//! Wave scheduler: inter-wave countdowns, group-by-group spawning, and
//! wave completion.
//!
//! Every delay is a tick countdown advanced by [`WaveScheduler::run`], so
//! tearing the scheduler down (resetting it to default) cancels everything
//! pending. A wave completes once its remaining-enemy counter is zero *and*
//! spawning has finished, whichever happens last, and exactly once.

use tracing::{debug, info, warn};

use bastion_core::config::WaveDefinition;
use bastion_core::constants::COUNTDOWN_STEP_SECS;
use bastion_core::enums::{EnemyKind, WavePhase};
use bastion_core::error::SpawnError;
use bastion_core::events::GameEvent;
use bastion_core::state::WaveView;
use bastion_core::types::{Countdown, EnemyHandle};

use crate::collaborators::ScoreSink;

/// Creates enemies on the scheduler's behalf.
pub trait EnemySpawner {
    fn spawn(&mut self, kind: EnemyKind) -> Result<EnemyHandle, SpawnError>;
}

/// Position within the current wave's spawn sequence.
#[derive(Debug, Clone, Copy)]
struct SpawnCursor {
    group: usize,
    spawned_in_group: u32,
    /// Delay before the next step of the sequence.
    wait: Countdown,
}

#[derive(Debug, Clone, Default)]
pub struct WaveScheduler {
    waves: Vec<WaveDefinition>,
    time_between_waves_secs: f64,
    phase: WavePhase,
    /// Index of the current wave; `None` before the first.
    current: Option<usize>,
    countdown: Countdown,
    countdown_step: Countdown,
    /// `Some` while the current wave is still spawning.
    cursor: Option<SpawnCursor>,
    enemies_remaining: u32,
    /// Set once the current wave's completion has been reported.
    completed: bool,
}

impl WaveScheduler {
    /// Reset to before the first wave and begin the first countdown.
    pub fn initialize(
        &mut self,
        waves: Vec<WaveDefinition>,
        time_between_waves_secs: f64,
        events: &mut Vec<GameEvent>,
    ) {
        *self = Self {
            waves,
            time_between_waves_secs,
            ..Self::default()
        };
        self.start_countdown(events);
    }

    pub fn phase(&self) -> WavePhase {
        self.phase
    }

    /// Index of the current wave, if one has started.
    pub fn current_wave(&self) -> Option<usize> {
        self.current
    }

    pub fn wave_count(&self) -> usize {
        self.waves.len()
    }

    pub fn enemies_remaining(&self) -> u32 {
        self.enemies_remaining
    }

    pub fn is_spawning(&self) -> bool {
        self.cursor.is_some()
    }

    pub fn is_last_wave(&self) -> bool {
        self.current.is_some_and(|i| i + 1 >= self.waves.len())
    }

    /// The wave after the current one, if any.
    pub fn upcoming_wave(&self) -> Option<&WaveDefinition> {
        let next = self.current.map_or(0, |i| i + 1);
        self.waves.get(next)
    }

    pub fn view(&self) -> WaveView {
        WaveView {
            phase: self.phase,
            current_wave: self.current.map_or(0, |i| i as u32 + 1),
            total_waves: self.waves.len() as u32,
            enemies_remaining: self.enemies_remaining,
            spawning: self.is_spawning(),
            countdown_secs: if self.phase == WavePhase::CountingDown {
                self.countdown.remaining_secs()
            } else {
                0.0
            },
        }
    }

    /// Advance one tick.
    pub fn run(
        &mut self,
        spawner: &mut dyn EnemySpawner,
        score: &mut dyn ScoreSink,
        events: &mut Vec<GameEvent>,
    ) {
        match self.phase {
            WavePhase::CountingDown => self.tick_countdown(spawner, score, events),
            WavePhase::Spawning => {
                let due = self.cursor.as_mut().is_some_and(|c| c.wait.tick());
                if due {
                    self.advance_spawning(spawner, score, events);
                }
            }
            WavePhase::Idle | WavePhase::AllComplete => {}
        }
    }

    /// Count `count` enemies of the current wave as resolved (dead or
    /// leaked).
    pub fn on_enemies_resolved(
        &mut self,
        count: u32,
        score: &mut dyn ScoreSink,
        events: &mut Vec<GameEvent>,
    ) {
        if count == 0 {
            return;
        }
        self.enemies_remaining = self.enemies_remaining.saturating_sub(count);
        self.try_complete_wave(score, events);
    }

    fn start_countdown(&mut self, events: &mut Vec<GameEvent>) {
        self.phase = WavePhase::CountingDown;
        self.countdown = Countdown::from_secs(self.time_between_waves_secs);
        self.countdown_step = Countdown::from_secs(COUNTDOWN_STEP_SECS);
        events.push(GameEvent::CountdownTick {
            remaining_secs: self.countdown.remaining_secs(),
        });
    }

    fn tick_countdown(
        &mut self,
        spawner: &mut dyn EnemySpawner,
        score: &mut dyn ScoreSink,
        events: &mut Vec<GameEvent>,
    ) {
        if self.countdown.tick() {
            self.start_next_wave(spawner, score, events);
            return;
        }
        if self.countdown_step.tick() {
            self.countdown_step = Countdown::from_secs(COUNTDOWN_STEP_SECS);
            events.push(GameEvent::CountdownTick {
                remaining_secs: self.countdown.remaining_secs(),
            });
        }
    }

    fn start_next_wave(
        &mut self,
        spawner: &mut dyn EnemySpawner,
        score: &mut dyn ScoreSink,
        events: &mut Vec<GameEvent>,
    ) {
        let next = self.current.map_or(0, |i| i + 1);
        let Some(wave) = self.waves.get(next) else {
            self.finish_all(events);
            return;
        };

        self.current = Some(next);
        self.phase = WavePhase::Spawning;
        self.enemies_remaining = wave.total_enemy_count();
        self.completed = false;
        self.cursor = Some(SpawnCursor {
            group: 0,
            spawned_in_group: 0,
            wait: Countdown::expired(),
        });
        info!(
            wave = next + 1,
            enemies = self.enemies_remaining,
            "wave started"
        );
        events.push(GameEvent::WaveStarted {
            index: next as u32,
            definition: wave.clone(),
        });

        // The first enemy appears on the tick the wave starts.
        self.advance_spawning(spawner, score, events);
    }

    /// Run spawn steps until one leaves a non-zero delay or the sequence
    /// ends. Called only when the cursor's wait has run out.
    fn advance_spawning(
        &mut self,
        spawner: &mut dyn EnemySpawner,
        score: &mut dyn ScoreSink,
        events: &mut Vec<GameEvent>,
    ) {
        let Some(wave_index) = self.current else {
            return;
        };
        loop {
            let Some(mut cursor) = self.cursor else {
                return;
            };
            let Some(wave) = self.waves.get(wave_index) else {
                return;
            };

            match wave.groups.get(cursor.group) {
                None => {
                    self.cursor = None;
                    debug!(wave = wave_index + 1, "wave finished spawning");
                    self.try_complete_wave(score, events);
                    return;
                }
                Some(group) if cursor.spawned_in_group < group.count => {
                    let kind = group.enemy_kind;
                    cursor.spawned_in_group += 1;
                    cursor.wait = Countdown::from_secs(group.spawn_delay_secs);
                    self.cursor = Some(cursor);
                    self.spawn_one(kind, spawner, events);
                }
                Some(_) => {
                    cursor.group += 1;
                    cursor.spawned_in_group = 0;
                    cursor.wait = Countdown::from_secs(wave.delay_between_groups_secs);
                    self.cursor = Some(cursor);
                }
            }

            if !cursor.wait.is_expired() {
                return;
            }
        }
    }

    fn spawn_one(
        &mut self,
        kind: EnemyKind,
        spawner: &mut dyn EnemySpawner,
        events: &mut Vec<GameEvent>,
    ) {
        match spawner.spawn(kind) {
            Ok(enemy) => {
                debug!(?enemy, ?kind, "enemy spawned");
                events.push(GameEvent::EnemySpawned { enemy, kind });
            }
            Err(err) => {
                warn!(?kind, %err, "spawn failed, counting enemy as resolved");
                self.enemies_remaining = self.enemies_remaining.saturating_sub(1);
            }
        }
    }

    /// Report the current wave complete if nothing remains and spawning is
    /// over. Safe to call any number of times.
    fn try_complete_wave(&mut self, score: &mut dyn ScoreSink, events: &mut Vec<GameEvent>) {
        if self.phase != WavePhase::Spawning
            || self.completed
            || self.is_spawning()
            || self.enemies_remaining > 0
        {
            return;
        }
        let Some(index) = self.current else {
            return;
        };
        self.completed = true;
        info!(wave = index + 1, "wave completed");
        events.push(GameEvent::WaveCompleted {
            index: index as u32,
        });
        score.on_wave_completed(index as u32);

        if self.is_last_wave() {
            self.finish_all(events);
        } else {
            self.start_countdown(events);
        }
    }

    fn finish_all(&mut self, events: &mut Vec<GameEvent>) {
        self.phase = WavePhase::AllComplete;
        self.cursor = None;
        info!("all waves completed");
        events.push(GameEvent::AllWavesCompleted);
    }
}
⁂
Could you copy exactly the lines from the first line of the records above through the line containing "pub trait EnemySpawner", both included, and nothing else?

//! Wave scheduler: inter-wave countdowns, group-by-group spawning, and
//! wave completion.
//!
//! Every delay is a tick countdown advanced by [`WaveScheduler::run`], so
//! tearing the scheduler down (resetting it to default) cancels everything
//! pending. A wave completes once its remaining-enemy counter is zero *and*
//! spawning has finished, whichever happens last, and exactly once.

use tracing::{debug, info, warn};

use bastion_core::config::WaveDefinition;
use bastion_core::constants::COUNTDOWN_STEP_SECS;
use bastion_core::enums::{EnemyKind, WavePhase};
use bastion_core::error::SpawnError;
use bastion_core::events::GameEvent;
use bastion_core::state::WaveView;
use bastion_core::types::{Countdown, EnemyHandle};

use crate::collaborators::ScoreSink;

/// Creates enemies on the scheduler's behalf.
pub trait EnemySpawner {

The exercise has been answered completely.